I stood dumbfounded in the frozen food isle of Costco with my jaw sitting on the less than sanitized floor and my eyes preparing for the Bellagio water show-esque waterworks; “What do you mean you didn’t receive the paperwork again?” At this point I had lost track of how many times I had been spun around by the paperwork jig;
And a…1….but you need this,
And a…2…but you are missing that,
And a 3… but we didn’t receive this,
And a 4… but we already sent that.
It’s been a confusingly muddled and endless dance to get papers from one person to another and just when I think things are solved and all hunky dory, I find out that once again the head of this beast has no idea what the tail is doing. This paperwork hoedown has turned out to be a full time job in itself, and the cardio isn’t nearly as rewarding as the hootenanny’s with my line dancing peeps.
I hung up the phone from being told that once again the paperwork I worked so hard to get transferred to them had been misplaced, and I was feeling like a parent pitted between her two children as I listen to one blaming the other for breaking this, and loosing that. All that was left for me to do was stop.
It struck me that all of this anxiety and stress was coming from deadlines that belonged to someone else and other peoples inability to organize all while preying on my type ‘A’ personality to do everything in the right and proper way. Enough. I was officially letting go of pushing, unnecessary problem solving and using deadlines of others to dictate the levels of my panic mode. To be honest, the more I was attempting to smooth out each and every little bump, the more tangled it all became. It was time to stop kicking in the quicksand.

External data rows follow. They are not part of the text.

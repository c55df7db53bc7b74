//! Verdict Report: build report model and markdown renderer
//!
//! Turns the structured outcome of a CI build (coverage, warnings, errors)
//! into the markdown body of a pull-request verdict comment.
//!
//! - `BuildReport`: validated, immutable input for one run
//! - `Tier`: coverage bucket selecting a decoration set
//! - `render` / `render_with_decoration`: deterministic markdown output
//!   (randomness is injected by the caller)

pub mod error;
pub mod model;
pub mod render;
pub mod tier;

pub use error::{ReportError, Result};
pub use model::{BuildInfo, BuildReport, Finding, TestCoverage};
pub use render::{
    code_span, contains_marker, escape_cell, render, render_with_decoration, VERDICT_HEADING,
    VERDICT_MARKER,
};
pub use tier::Tier;
//! Markdown rendering of a build report
//!
//! The output is a pure function of the report and the decoration URL.
//! Randomness only enters through [`render`], which picks the decoration
//! from the caller's RNG.

use rand::Rng;

use crate::model::{BuildReport, Finding};
use crate::tier::Tier;

/// Substring that identifies a verdict comment among other comments.
pub const VERDICT_MARKER: &str = "## Verdict";

/// First line of every rendered verdict.
pub const VERDICT_HEADING: &str = "## Verdict ⚖️";

const FOOTER: &str = "🚀 _Automated Scan Complete_";

/// Whether a comment body was produced by this renderer.
pub fn contains_marker(body: &str) -> bool {
    body.contains(VERDICT_MARKER)
}

/// Render a report, choosing the tier decoration with `rng`.
pub fn render<R: Rng + ?Sized>(report: &BuildReport, rng: &mut R) -> String {
    let decoration = Tier::for_coverage(report.coverage()).choose_decoration(rng);
    render_with_decoration(report, decoration)
}

/// Render a report with a fixed decoration URL.
pub fn render_with_decoration(report: &BuildReport, decoration: &str) -> String {
    let mut out = String::new();
    out.push_str(VERDICT_HEADING);
    out.push_str("\n\n");

    let info = &report.build_info;
    out.push_str(&format!(
        "_{} {} (build {})_\n\n",
        single_line(&info.app_name),
        single_line(&info.version),
        single_line(&info.build_number)
    ));

    out.push_str(&format!(
        "### 🧪 Test Coverage: **`{}%`**\n\n",
        report.coverage()
    ));
    out.push_str(&format!("![verdict]({})\n\n", decoration));
    out.push_str("---\n\n");

    if !report.errors.is_empty() {
        out.push_str(&format!(
            "### 🚨 Errors: **{} Found**\n\n",
            report.errors.len()
        ));
        push_table(&mut out, &report.errors, "💥");
    }

    if !report.warnings.is_empty() {
        out.push_str(&format!(
            "### ⚠️ Warnings: **{} Found**\n\n",
            report.warnings.len()
        ));
        push_table(&mut out, &report.warnings, "⚠️");
    }

    out.push_str(FOOTER);
    out.push('\n');
    out
}

fn push_table(out: &mut String, findings: &[Finding], badge: &str) {
    out.push_str("| 🗂️ Path | 🔢 Line | 📝 Description |\n");
    out.push_str("| :--- | :--- | :--- |\n");
    for finding in findings {
        let path = finding.path.as_deref().map(code_span).unwrap_or_default();
        let line = finding
            .line_number
            .as_deref()
            .map(escape_cell)
            .unwrap_or_default();
        out.push_str(&format!(
            "| {} | {} | {} {} |\n",
            path,
            line,
            badge,
            escape_cell(&finding.description)
        ));
    }
    out.push_str("\n---\n\n");
}

/// Escape text for a GitHub-flavored markdown table cell.
///
/// Pipes would end the cell and line breaks would end the row. Backslashes
/// are doubled first so text such as `a\|b` keeps its backslash.
pub fn escape_cell(text: &str) -> String {
    single_line(text).replace('\\', "\\\\").replace('|', "\\|")
}

/// Wrap a path in a code span whose fence outlasts any backtick run inside it.
pub fn code_span(path: &str) -> String {
    if path.is_empty() {
        return String::new();
    }
    let longest_run = path
        .split(|c: char| c != '`')
        .map(str::len)
        .max()
        .unwrap_or(0);
    let fence = "`".repeat(longest_run + 1);
    let pad = if path.starts_with('`') || path.ends_with('`') {
        " "
    } else {
        ""
    };
    // Code spans show backslashes literally; only the pipe needs the table escape.
    format!("{fence}{pad}{}{pad}{fence}", single_line(path).replace('|', "\\|"))
}

fn single_line(text: &str) -> String {
    text.split(['\r', '\n'])
        .filter(|part| !part.is_empty())
        .collect::<Vec<_>>()
        .join(" ")
}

Wanting to fix things and do things ‘right’, is a lifelong habit of mine and it seems to always involve me attempting to stuff very hexagonal pegs in extremely round holes. It’s exhausting!
assuming I always know what is best in a situation.

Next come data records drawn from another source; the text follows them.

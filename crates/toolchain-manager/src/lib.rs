//! Toolchain-Manager: install a requested toolchain on a build agent
//!
//! Detects the host platform, validates the requested version, installs it
//! through a [`ToolchainInstaller`] and verifies what ended up on `PATH`.
//! The verdict publisher treats all of this as an opaque capability that
//! returns the installed version string.

pub mod error;
pub mod installer;
pub mod platform;
pub mod version;

pub use error::ToolchainError;
pub use installer::{
    ensure_toolchain, expand_template, CommandInstaller, InstallerConfig, ToolchainInstaller,
};
pub use platform::{parse_os_release, Os, Platform};
pub use version::{parse_version_output, ToolchainVersion};

/// Result type for toolchain operations
pub type Result<T> = std::result::Result<T, ToolchainError>;
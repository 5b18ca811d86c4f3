use std::sync::Arc;

use portfolio_admin::AppState;
use portfolio_admin::entities::project::Project;
use portfolio_admin::entities::skill::Skill;
use portfolio_admin::store::memory::MemoryStore;

/// Fresh app over a volatile store, mirroring a clean client install.
pub fn test_app() -> AppState {
    AppState::with_store(Arc::new(MemoryStore::new()))
}

pub fn sample_project(title: &str) -> Project {
    Project {
        title: title.to_string(),
        description: "Short blurb".to_string(),
        full_description: "Longer write-up".to_string(),
        stack: vec!["Rust".to_string()],
        image: "🦀".to_string(),
        ..Project::default()
    }
}

pub fn sample_skill(name: &str, level: u8) -> Skill {
    Skill {
        name: name.to_string(),
        level,
        ..Skill::default()
    }
}
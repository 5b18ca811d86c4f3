/// Store slot names. Kept identical to the keys the deployed site persists
/// under, so previously saved content stays readable.
pub const PROJECTS_SLOT: &str = "admin-projects";
pub const SKILLS_SLOT: &str = "admin-skills";
pub const SITE_CONFIG_SLOT: &str = "admin-site-config";
pub const AUTH_TOKEN_SLOT: &str = "admin-auth-token";

/// Session token issued when login succeeds with no password configured.
pub const OPEN_ACCESS_TOKEN: &str = "no-password-set";

/// Minimum length accepted when configuring the admin password.
pub const MIN_PASSWORD_LEN: usize = 6;
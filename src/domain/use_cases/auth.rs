use zeroize::Zeroizing;

use crate::constants::{MIN_PASSWORD_LEN, OPEN_ACCESS_TOKEN};
use crate::errors::AuthError;
use crate::infrastructure::auth::checksum::compute_checksum;
use crate::repositories::session::SessionRepository;
use crate::repositories::site_config::SiteConfigRepository;

/// Gates the editing surface behind the configured password checksum.
///
/// This is a convenience lock, not access control: the checksum is
/// brute-forceable and stored next to the content it protects. See
/// [`compute_checksum`].
pub struct AuthHandler<C, S>
where
    C: SiteConfigRepository,
    S: SessionRepository,
{
    pub config_repo: C,
    pub session_repo: S,
}

impl<C, S> AuthHandler<C, S>
where
    C: SiteConfigRepository,
    S: SessionRepository,
{
    pub fn new(config_repo: C, session_repo: S) -> Self {
        AuthHandler {
            config_repo,
            session_repo,
        }
    }

    /// True when no password is configured (nothing to protect), or when
    /// the session token matches the stored checksum.
    pub fn is_unlocked(&self) -> bool {
        match self.config_repo.get().admin_password {
            None => true,
            Some(checksum) => self.session_repo.token().as_deref() == Some(checksum.as_str()),
        }
    }

    /// Checks a candidate password and opens a session on success. With no
    /// password configured, succeeds immediately with the open-access
    /// sentinel token.
    pub fn login(&self, candidate: &str) -> Result<String, AuthError> {
        let config = self.config_repo.get();
        let Some(stored) = config.admin_password else {
            self.session_repo
                .set_token(Some(OPEN_ACCESS_TOKEN.to_string()));
            tracing::info!("No password configured, granting open access");
            return Ok(OPEN_ACCESS_TOKEN.to_string());
        };

        let candidate = Zeroizing::new(candidate.to_string());
        if compute_checksum(&candidate) == stored {
            self.session_repo.set_token(Some(stored.clone()));
            tracing::info!("Admin session opened");
            Ok(stored)
        } else {
            tracing::warn!("Rejected admin login attempt");
            Err(AuthError::Rejected)
        }
    }

    /// Closes the current session.
    pub fn logout(&self) {
        self.session_repo.set_token(None);
        tracing::info!("Admin session closed");
    }

    /// Configures a new password and auto-logs in. The config and session
    /// slots are written sequentially with no cross-slot transaction; an
    /// interruption in between just forces a fresh login.
    pub fn set_password(&self, new_password: &str, confirm: &str) -> Result<String, AuthError> {
        if new_password.chars().count() < MIN_PASSWORD_LEN {
            return Err(AuthError::PasswordTooShort);
        }
        if new_password != confirm {
            return Err(AuthError::PasswordMismatch);
        }

        let secret = Zeroizing::new(new_password.to_string());
        let checksum = compute_checksum(&secret);
        self.config_repo.set_password_checksum(Some(checksum.clone()));
        self.session_repo.set_token(Some(checksum.clone()));
        tracing::info!("Admin password configured");
        Ok(checksum)
    }

    /// Removes the configured password and closes the session; the editing
    /// surface is open to anyone until a new password is set.
    pub fn remove_password(&self) {
        self.config_repo.set_password_checksum(None);
        self.session_repo.set_token(None);
        tracing::info!("Admin password removed");
    }
}
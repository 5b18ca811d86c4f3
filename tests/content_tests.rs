mod test_utils;

use portfolio_admin::AppState;
use portfolio_admin::entities::project::Project;
use portfolio_admin::entities::skill::Skill;
use portfolio_admin::errors::AppError;
use test_utils::*;

fn create_project(app: &mut AppState, title: &str) -> Project {
    app.projects.start_create().unwrap();
    *app.projects.draft_mut().unwrap() = sample_project(title);
    app.projects.confirm().unwrap()
}

fn create_skill(app: &mut AppState, name: &str, level: u8) -> Skill {
    app.skills.start_create().unwrap();
    *app.skills.draft_mut().unwrap() = sample_skill(name, level);
    app.skills.confirm().unwrap()
}

#[test]
fn creating_projects_assigns_fresh_ids_and_appends() {
    let mut app = test_app();

    let first = create_project(&mut app, "First");
    let second = create_project(&mut app, "Second");

    assert_ne!(first.id, 0);
    assert_ne!(second.id, 0);
    assert_ne!(first.id, second.id);

    let titles: Vec<String> = app.projects.list().into_iter().map(|p| p.title).collect();
    assert_eq!(titles, vec!["First", "Second"]);
}

#[test]
fn updating_a_project_replaces_it_in_place() {
    let mut app = test_app();
    let first = create_project(&mut app, "First");
    create_project(&mut app, "Second");

    let mut edited = first.clone();
    edited.title = "First, revised".to_string();
    app.projects.start_edit(edited).unwrap();
    let saved = app.projects.confirm().unwrap();

    assert_eq!(saved.id, first.id);
    let titles: Vec<String> = app.projects.list().into_iter().map(|p| p.title).collect();
    assert_eq!(titles, vec!["First, revised", "Second"]);
}

#[test]
fn saving_an_unmodified_project_is_idempotent() {
    let mut app = test_app();
    create_project(&mut app, "First");
    create_project(&mut app, "Second");

    let before = app.projects.list();
    app.projects.start_edit(before[0].clone()).unwrap();
    app.projects.confirm().unwrap();

    assert_eq!(app.projects.list(), before);
}

#[test]
fn saving_an_unknown_project_id_changes_nothing() {
    let mut app = test_app();
    create_project(&mut app, "Only");
    let before = app.projects.list();

    let mut ghost = sample_project("Ghost");
    ghost.id = 9999;
    app.projects.start_edit(ghost).unwrap();
    app.projects.confirm().unwrap();

    assert_eq!(app.projects.list(), before);
}

#[test]
fn deleting_an_unknown_project_id_is_a_no_op() {
    let mut app = test_app();
    create_project(&mut app, "First");
    create_project(&mut app, "Second");
    let before = app.projects.list();

    app.projects.delete(9999);

    assert_eq!(app.projects.list(), before);
}

#[test]
fn skills_upsert_by_name_in_place() {
    let mut app = test_app();
    create_skill(&mut app, "React", 70);
    create_skill(&mut app, "Python", 80);

    // Same name again: replaced at its current position, not appended.
    create_skill(&mut app, "React", 90);

    let skills = app.skills.list();
    assert_eq!(skills.len(), 2);
    assert_eq!(skills[0].name, "React");
    assert_eq!(skills[0].level, 90);
    assert_eq!(skills[1].name, "Python");
}

#[test]
fn saving_an_unmodified_skill_is_idempotent() {
    let mut app = test_app();
    create_skill(&mut app, "React", 70);
    create_skill(&mut app, "Python", 80);

    let before = app.skills.list();
    app.skills.start_edit(before[1].clone()).unwrap();
    app.skills.confirm().unwrap();

    assert_eq!(app.skills.list(), before);
}

#[test]
fn deleting_skills_by_name() {
    let mut app = test_app();
    create_skill(&mut app, "React", 70);
    create_skill(&mut app, "Python", 80);

    app.skills.delete("React");
    let names: Vec<String> = app.skills.list().into_iter().map(|s| s.name).collect();
    assert_eq!(names, vec!["Python"]);

    // Unknown names are a no-op.
    app.skills.delete("Cobol");
    assert_eq!(app.skills.list().len(), 1);
}

#[test]
fn blank_tags_are_ignored_and_duplicates_allowed() {
    let mut app = test_app();
    app.projects.start_create().unwrap();

    app.projects.add_tag("");
    app.projects.add_tag("   ");
    app.projects.add_tag("Go");
    app.projects.add_tag("Go");
    assert_eq!(app.projects.draft().unwrap().stack, vec!["Go", "Go"]);

    app.projects.remove_tag(5);
    assert_eq!(app.projects.draft().unwrap().stack.len(), 2);
    app.projects.remove_tag(0);
    assert_eq!(app.projects.draft().unwrap().stack, vec!["Go"]);
}

#[test]
fn cancel_discards_the_draft_without_persisting() {
    let mut app = test_app();
    app.projects.start_create().unwrap();
    app.projects.draft_mut().unwrap().title = "Abandoned".to_string();

    app.projects.cancel();

    assert!(app.projects.list().is_empty());
    assert!(app.projects.draft().is_none());
    // The session is idle again, so a new draft can open.
    app.projects.start_create().unwrap();
}

#[test]
fn a_second_draft_cannot_open_while_one_is_active() {
    let mut app = test_app();
    app.projects.start_create().unwrap();

    assert!(matches!(
        app.projects.start_create(),
        Err(AppError::Conflict(_))
    ));
    assert!(matches!(
        app.projects.start_edit(sample_project("Other")),
        Err(AppError::Conflict(_))
    ));
}

#[test]
fn site_config_patch_round_trips_through_the_store() {
    let app = test_app();

    let updated = app.site.update(portfolio_admin::entities::site_config::SiteConfigPatch {
        hero_title: Some("Hi, I'm Ana".to_string()),
        email: Some("ana@example.com".to_string()),
        ..Default::default()
    });
    assert_eq!(updated.hero_title, "Hi, I'm Ana");

    let fetched = app.site.get();
    assert_eq!(fetched.email, "ana@example.com");
    // Untouched fields keep their defaults.
    assert_eq!(fetched.about_title, "About Me");
}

limiting my perspective because I’m fixated on an outcome.
fighting with a reality that isn’t changeable because… it’s reality.
One of my mantras with cancer involves treating the journey like eating an elephant, only focusing on the bite I’m on at any given time. And it amazes me how by approaching it in this ‘staying present kind of way’, that phone calls come at the right time and coincidences happen when they are most needed; it’s like the more I surrender to the reality around me, the smoother it all goes. Time to take my elephant biting philosophy into everyday life.
I’m done forcing things to happen. It doesn’t mean that all of a sudden I’m going to become complacent and irresponsible; I will always do what I need to do, and follow up when necessary, I’m just done thinking things should be one way when they are really another. So the new dance will be more of a fluid foxtrot,
And a 1… no more fighting with reality, and taking life as it comes. Why fight with life when I can dance with it?
And a 2… if I can do something about it, then I do it, and if I can’t do anything, I let it go!
And a 3… always remembering that even if I’m not happy about something, things always seem to work out and I end up being exactly where I need to be.
And a 4… no matter what is going on in my life, I always have only one job… to be happy.